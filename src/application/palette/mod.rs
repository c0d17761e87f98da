mod keys;
mod model;
mod msg;
mod update;

pub use model::{Mode, Model, Theme, WarmStart, clean_path, looks_like_path};
pub use msg::{Effect, KeyAction, Msg};
pub use update::{KeyOutcome, handle_key, init, query_changed, update};
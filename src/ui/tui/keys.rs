use super::*;

/// Canonical key name fed to the palette reducer, e.g. `down`, `ctrl+j`, `a`.
pub(super) fn key_name(key_event: &KeyEvent) -> Option<String> {
    let ctrl = key_event.modifiers.contains(Modifiers::CTRL);
    let name = match key_event.code {
        KeyCode::Char(character) if ctrl => format!("ctrl+{}", character.to_ascii_lowercase()),
        KeyCode::Char(character) => character.to_string(),
        KeyCode::Up => "up".to_string(),
        KeyCode::Down => "down".to_string(),
        KeyCode::Home => "home".to_string(),
        KeyCode::End => "end".to_string(),
        KeyCode::Enter => "enter".to_string(),
        KeyCode::Escape => "esc".to_string(),
        KeyCode::Backspace => "backspace".to_string(),
        KeyCode::Tab => "tab".to_string(),
        _ => return None,
    };
    Some(name)
}

/// The query after applying one unbound key, or `None` when the key does
/// not edit text.
pub(super) fn edit_query(query: &str, key_event: &KeyEvent) -> Option<String> {
    let ctrl = key_event.modifiers.contains(Modifiers::CTRL);
    let alt = key_event.modifiers.contains(Modifiers::ALT);
    match key_event.code {
        KeyCode::Backspace if ctrl || alt => Some(without_last_word(query)),
        KeyCode::Backspace => {
            let mut edited = query.to_string();
            edited.pop()?;
            Some(edited)
        }
        KeyCode::Char('u') if ctrl => (!query.is_empty()).then(String::new),
        KeyCode::Char('w') if ctrl => Some(without_last_word(query)),
        KeyCode::Char(character) if !ctrl && !alt => {
            let mut edited = query.to_string();
            edited.push(character);
            Some(edited)
        }
        _ => None,
    }
}

fn without_last_word(query: &str) -> String {
    let trimmed = query.trim_end();
    let cut = trimmed
        .char_indices()
        .rev()
        .find(|(_, character)| character.is_whitespace())
        .map_or(0, |(index, character)| index + character.len_utf8());
    trimmed[..cut].to_string()
}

> [TASK STATEMENT]
Begin with the first line of the listing above and write out each line exactly, ending with the line that contains "pub(super) fn key_name(key_event: &KeyEvent)".

> [RESPONSE]
filename src/application/palette/mod.rs
repository c0d17761e87f98da
mod keys;
mod model;
mod msg;
mod update;

pub use model::{Mode, Model, Theme, WarmStart, clean_path, looks_like_path};
pub use msg::{Effect, KeyAction, Msg};
pub use update::{KeyOutcome, handle_key, init, query_changed, update};
filename src/ui/tui/keys.rs
use super::*;

/// Canonical key name fed to the palette reducer, e.g. `down`, `ctrl+j`, `a`.
pub(super) fn key_name(key_event: &KeyEvent) -> Option<String> {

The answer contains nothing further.